**Exercise aim**. Each line that holds the word "usize" counts once; give the total for the records below and nothing else.

**Supplied material**.
**********

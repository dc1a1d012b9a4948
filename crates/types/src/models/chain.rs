//! Chain identifiers the deposit flow knows by name

/// (chain id, canonical name, aliases)
const CHAINS: &[(u64, &str, &[&str])] = &[
	(1, "Ethereum", &["ethereum", "mainnet", "eth"]),
	(10, "Optimism", &["optimism", "op"]),
	(56, "BNB Chain", &["bsc", "bnb"]),
	(100, "Gnosis", &["gnosis", "xdai"]),
	(137, "Polygon", &["polygon", "matic"]),
	(324, "zkSync Era", &["zksync", "zksync-era"]),
	(8453, "Base", &["base"]),
	(42161, "Arbitrum", &["arbitrum", "arb", "arbitrum-one"]),
	(43114, "Avalanche", &["avalanche", "avax"]),
	(59144, "Linea", &["linea"]),
	(534352, "Scroll", &["scroll"]),
];

/// Display name for a chain id, falling back to `Chain <id>`
pub fn chain_name(chain_id: u64) -> String {
	CHAINS
		.iter()
		.find(|(id, _, _)| *id == chain_id)
		.map(|(_, name, _)| name.to_string())
		.unwrap_or_else(|| format!("Chain {}", chain_id))
}

/// Resolve a chain reference from an ENS text record: either a numeric id or a known name
pub fn chain_id_from_name(value: &str) -> Option<u64> {
	let value = value.trim();
	if value.is_empty() {
		return None;
	}
	if let Ok(id) = value.parse::<u64>() {
		return (id != 0).then_some(id);
	}

	let lower = value.to_lowercase();
	CHAINS
		.iter()
		.find(|(_, name, aliases)| name.to_lowercase() == lower || aliases.contains(&lower.as_str()))
		.map(|(id, _, _)| *id)
}
//! Plain HTTP fetcher with rotating browser headers.

use std::time::{Duration, Instant};

use async_trait::async_trait;
use reqwest::header;
use reqwest::Client;
use tracing::debug;

use super::user_agent::random_header_set;
use super::{FetchSpec, FetchedPage, PageFetcher};
use crate::error::FetchError;
use crate::models::FetchStrategyKind;

/// Bodies below this size are treated as failed fetches; no real result
/// page is this small.
const MIN_BODY_BYTES: usize = 512;

/// Stateless lightweight fetcher. Cheap to clone and share; carries no
/// session state beyond reqwest's cookie jar.
#[derive(Clone)]
pub struct HttpFetcher {
    client: Client,
    timeout: Duration,
    min_body_bytes: usize,
}

impl HttpFetcher {
    pub fn new(timeout: Duration) -> Self {
        let client = Client::builder()
            .timeout(timeout)
            .gzip(true)
            .brotli(true)
            .cookie_store(true)
            .redirect(reqwest::redirect::Policy::limited(5))
            .build()
            .expect("Failed to create HTTP client");

        Self {
            client,
            timeout,
            min_body_bytes: MIN_BODY_BYTES,
        }
    }

    /// Lower the short-body floor (test fixtures are small).
    pub fn with_min_body_bytes(mut self, min_body_bytes: usize) -> Self {
        self.min_body_bytes = min_body_bytes;
        self
    }
}

#[async_trait]
impl PageFetcher for HttpFetcher {
    async fn fetch(&self, spec: &FetchSpec) -> Result<FetchedPage, FetchError> {
        let headers = random_header_set();
        let start = Instant::now();

        let response = self
            .client
            .get(&spec.url)
            .header(header::USER_AGENT, headers.user_agent)
            .header(header::ACCEPT, headers.accept)
            .header(header::ACCEPT_LANGUAGE, headers.accept_language)
            .send()
            .await
            .map_err(|e| {
                if e.is_timeout() {
                    FetchError::Timeout(self.timeout)
                } else {
                    FetchError::Network(e)
                }
            })?;

        let status = response.status().as_u16();
        let final_url = response.url().to_string();
        if !response.status().is_success() {
            return Err(FetchError::Status(status));
        }

        let html = response.text().await.map_err(FetchError::Network)?;
        let elapsed = start.elapsed();
        debug!(url = %spec.url, status, bytes = html.len(), ?elapsed, "http fetch");

        if html.len() < self.min_body_bytes {
            return Err(FetchError::ShortBody(html.len()));
        }

        Ok(FetchedPage {
            url: spec.url.clone(),
            final_url,
            status,
            html,
            elapsed,
        })
    }

    fn kind(&self) -> FetchStrategyKind {
        FetchStrategyKind::Http
    }
}
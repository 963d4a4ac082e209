//! partscout - supplier listing search for part sourcing.
//!
//! Thin operator wrapper around the library's single search contract:
//! resolves a query against the builtin site registry and prints the
//! ranked listings.

use std::sync::Arc;

use clap::Parser;
use tracing_subscriber::{layer::SubscriberExt, util::SubscriberInitExt};

use partscout::{SearchConfig, SearchEngine, SearchRequest, SiteRegistry};

#[derive(Parser)]
#[command(name = "partscout", about = "Search supplier sites for part listings")]
struct Cli {
    /// Component to search for, e.g. "front brake pad".
    query: String,

    /// Maximum number of sites to consult.
    #[arg(long, default_value_t = 5)]
    max_sites: usize,

    /// Maximum number of listings to return.
    #[arg(long, default_value_t = 20)]
    max_results: usize,

    /// Skip the web-search augmenter.
    #[arg(long)]
    no_augment: bool,

    /// Print results as JSON instead of text.
    #[arg(long)]
    json: bool,

    /// Verbose logging.
    #[arg(short, long)]
    verbose: bool,
}

#[tokio::main]
async fn main() -> anyhow::Result<()> {
    // Load .env file if present (before anything else)
    let _ = dotenvy::dotenv();

    let cli = Cli::parse();

    let default_filter = if cli.verbose {
        "partscout=debug"
    } else {
        "partscout=warn"
    };
    tracing_subscriber::registry()
        .with(
            tracing_subscriber::EnvFilter::try_from_default_env()
                .unwrap_or_else(|_| default_filter.into()),
        )
        .with(tracing_subscriber::fmt::layer())
        .init();

    let config = SearchConfig {
        augment: !cli.no_augment,
        ..SearchConfig::default()
    };

    let engine = SearchEngine::new(Arc::new(SiteRegistry::builtin()), config);
    let request = SearchRequest {
        query: cli.query,
        max_sites: cli.max_sites,
        max_results: cli.max_results,
    };
    let results = engine.search(&request).await;

    if cli.json {
        println!("{}", serde_json::to_string_pretty(&results)?);
        return Ok(());
    }

    println!(
        "{} listings for \"{}\" in {:.1}s",
        results.listings.len(),
        results.query,
        results.elapsed.as_secs_f64()
    );
    for listing in &results.listings {
        let price = listing
            .price
            .as_ref()
            .map(|p| p.to_string())
            .unwrap_or_else(|| "no price".to_string());
        println!(
            "  [{:>4.2}] {} - {} ({})",
            listing.relevance, listing.title, price, listing.site
        );
        println!("         {}", listing.link);
    }

    let mut statuses: Vec<_> = results.site_status.iter().collect();
    statuses.sort_by(|a, b| a.0.cmp(b.0));
    for (site, status) in statuses {
        println!("  site {site}: {status:?}");
    }

    Ok(())
}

**********

**Exercise answer**. 5